MCP Servers

VERDICT

Enables autonomous DFIR investigation by turning the SIFT toolchain into evidence-safe MCP functions, with self-correction, corroboration, and traceable audit trails.

README

VERDICT

Verifiable Evidence Reasoning for DFIR Investigation, Correlation, and Triage

An autonomous incident response analyst for the SANS SIFT Workstation.
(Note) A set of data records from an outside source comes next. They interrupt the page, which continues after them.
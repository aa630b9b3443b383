/// Course update notifications
///
/// Two entry points decide whether subscribers hear about a change:
///
/// - [`notify_after_lesson_update`]: throttled. At most one notification per
///   course per [`THROTTLE_WINDOW`], however many lessons change.
/// - [`notify_after_course_update`]: unconditional, and does not touch the
///   throttle stamp.
///
/// Neither sends mail. Both hand a `notify_course_updated` job to the
/// worker; the throttle check, the stamp and the enqueue happen in one
/// atomic store operation so two simultaneous lesson edits cannot both
/// pass.

use chrono::{DateTime, Duration, Utc};
use tracing::{debug, info};
use uuid::Uuid;

use crate::models::job::{JobPayload, NewJob};
use crate::store::{JobSink, StampOutcome, StoreError, ThrottleStore};

/// Minimum interval between two throttled notifications for one course
pub const THROTTLE_WINDOW: Duration = Duration::hours(4);

/// Error type for notification hand-off
#[derive(Debug, thiserror::Error)]
pub enum ThrottleError {
    #[error("Course not found")]
    CourseNotFound,

    /// The job sink refused the job (dedupe conflict)
    #[error("Notification job was not enqueued")]
    NotEnqueued,

    #[error(transparent)]
    Store(#[from] StoreError),
}

/// What the throttle decided
#[derive(Debug, Clone, PartialEq, Eq)]
pub enum ThrottleOutcome {
    /// Job handed to the worker
    Enqueued { job_id: Uuid },

    /// Suppressed; the next notification may go out at `next_allowed_at`
    Throttled { next_allowed_at: DateTime<Utc> },
}

/// True if a notification may be sent at `now`
///
/// The window is closed on the left: exactly `window` after the last stamp
/// is already allowed.
pub fn window_elapsed(last_sent_at: Option<DateTime<Utc>>, now: DateTime<Utc>, window: Duration) -> bool {
    match last_sent_at {
        None => true,
        Some(last) => now - last >= window,
    }
}

/// Throttled hand-off after a lesson of `course_id` changed
pub async fn notify_after_lesson_update<S>(
    store: &S,
    course_id: Uuid,
    now: DateTime<Utc>,
) -> Result<ThrottleOutcome, ThrottleError>
where
    S: ThrottleStore + ?Sized,
{
    let job = NewJob::now(JobPayload::NotifyCourseUpdated { course_id }).run_at(now);

    match store
        .stamp_and_enqueue_if_elapsed(course_id, now, THROTTLE_WINDOW, job)
        .await?
    {
        StampOutcome::CourseMissing => Err(ThrottleError::CourseNotFound),
        StampOutcome::Stamped { job_id } => {
            info!(course_id = %course_id, job_id = %job_id, "Course update notification enqueued");
            Ok(ThrottleOutcome::Enqueued { job_id })
        }
        StampOutcome::WithinWindow { last_sent_at } => {
            let next_allowed_at = last_sent_at + THROTTLE_WINDOW;
            debug!(
                course_id = %course_id,
                next_allowed_at = %next_allowed_at,
                "Course update notification throttled"
            );
            Ok(ThrottleOutcome::Throttled { next_allowed_at })
        }
    }
}

/// Unconditional hand-off after a course was edited directly
///
/// # Returns
///
/// ID of the enqueued job
pub async fn notify_after_course_update<S>(store: &S, course_id: Uuid) -> Result<Uuid, ThrottleError>
where
    S: JobSink + ?Sized,
{
    let job = NewJob::now(JobPayload::NotifyCourseUpdated { course_id });

    let job_id = store.enqueue(job).await?.ok_or(ThrottleError::NotEnqueued)?;

    info!(course_id = %course_id, job_id = %job_id, "Course update notification enqueued");
    Ok(job_id)
}

#[cfg(test)]
mod tests {
    use super::*;
    use crate::store::memory::InMemoryStore;
    use std::sync::Arc;

    fn at(hours: i64, minutes: i64) -> DateTime<Utc> {
        DateTime::<Utc>::from_timestamp(1_700_000_000, 0).unwrap()
            + Duration::hours(hours)
            + Duration::minutes(minutes)
    }

    #[test]
    fn test_window_elapsed_boundaries() {
        let last = at(0, 0);
        assert!(window_elapsed(None, last, THROTTLE_WINDOW));
        assert!(!window_elapsed(Some(last), at(3, 59), THROTTLE_WINDOW));
        assert!(window_elapsed(Some(last), at(4, 0), THROTTLE_WINDOW));
        assert!(window_elapsed(Some(last), at(9, 0), THROTTLE_WINDOW));
    }

    #[tokio::test]
    async fn test_two_updates_within_window_enqueue_once() {
        let store = InMemoryStore::new();
        let course = store.add_course("Course", None).await;

        let first = notify_after_lesson_update(&store, course, at(0, 0)).await.unwrap();
        let second = notify_after_lesson_update(&store, course, at(1, 30)).await.unwrap();

        assert!(matches!(first, ThrottleOutcome::Enqueued { .. }));
        assert_eq!(second, ThrottleOutcome::Throttled { next_allowed_at: at(4, 0) });
        assert_eq!(store.jobs().await.len(), 1);
        assert_eq!(store.course(course).await.unwrap().last_notification_sent_at, Some(at(0, 0)));
    }

    #[tokio::test]
    async fn test_update_exactly_at_boundary_enqueues() {
        let store = InMemoryStore::new();
        let course = store.add_course("Course", None).await;

        notify_after_lesson_update(&store, course, at(0, 0)).await.unwrap();
        let outcome = notify_after_lesson_update(&store, course, at(4, 0)).await.unwrap();

        assert!(matches!(outcome, ThrottleOutcome::Enqueued { .. }));
        assert_eq!(store.jobs().await.len(), 2);
        assert_eq!(store.course(course).await.unwrap().last_notification_sent_at, Some(at(4, 0)));
    }

    #[tokio::test]
    async fn test_missing_course() {
        let store = InMemoryStore::new();
        let result = notify_after_lesson_update(&store, Uuid::new_v4(), at(0, 0)).await;
        assert!(matches!(result, Err(ThrottleError::CourseNotFound)));
        assert!(store.jobs().await.is_empty());
    }

    #[tokio::test]
    async fn test_course_update_is_unconditional() {
        let store = InMemoryStore::new();
        let course = store.add_course("Course", None).await;

        notify_after_lesson_update(&store, course, at(0, 0)).await.unwrap();
        notify_after_course_update(&store, course).await.unwrap();
        notify_after_course_update(&store, course).await.unwrap();

        assert_eq!(store.jobs().await.len(), 3);
        // Direct course edits leave the throttle stamp alone
        assert_eq!(store.course(course).await.unwrap().last_notification_sent_at, Some(at(0, 0)));
    }

    #[tokio::test(flavor = "multi_thread", worker_threads = 4)]
    async fn test_concurrent_lesson_updates_pass_once() {
        let store = Arc::new(InMemoryStore::new());
        let course = store.add_course("Course", None).await;
        let now = at(0, 0);

        let handles: Vec<_> = (0..8)
            .map(|_| {
                let store = Arc::clone(&store);
                tokio::spawn(async move { notify_after_lesson_update(store.as_ref(), course, now).await })
            })
            .collect();

        let mut enqueued = 0;
        for handle in handles {
            if let ThrottleOutcome::Enqueued { .. } = handle.await.unwrap().unwrap() {
                enqueued += 1;
            }
        }

        assert_eq!(enqueued, 1);
        assert_eq!(store.jobs().await.len(), 1);
    }
}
VERDICT extends Protocol SIFT with a read-only Custom MCP Server that turns the SIFT toolchain into typed, evidence-safe functions, and a Claude Code agent that forms hypotheses, corroborates every claim against the actual tool output, and self-corrects when sources disagree. It is built to match adversary speed without trading away the one thing a responder cannot lose: the integrity of the evidence and the truth of the findings.

Find Evil is about closing the gap between machine-speed attacks and human-speed response. In November 2025 Anthropic documented GTG-1002, a state-sponsored operation that drove Claude Code through reconnaissance, exploitation, and lateral movement at 80 to 90 percent autonomy, at request rates Anthropic called physically impossible for human operators. That was the offensive side. Protocol SIFT is the defensive answer, and Rob Lee's framing is exact: meet AI threat speed with defensive AI orchestration. VERDICT sharpens that orchestration by making the two failure modes of an autonomous responder (modifying evidence, and confidently reporting things that are not true) structurally impossible rather than merely discouraged.

Submission compliance (read this first)

Every required component, with its exact location. This project is complete and each item is linked below.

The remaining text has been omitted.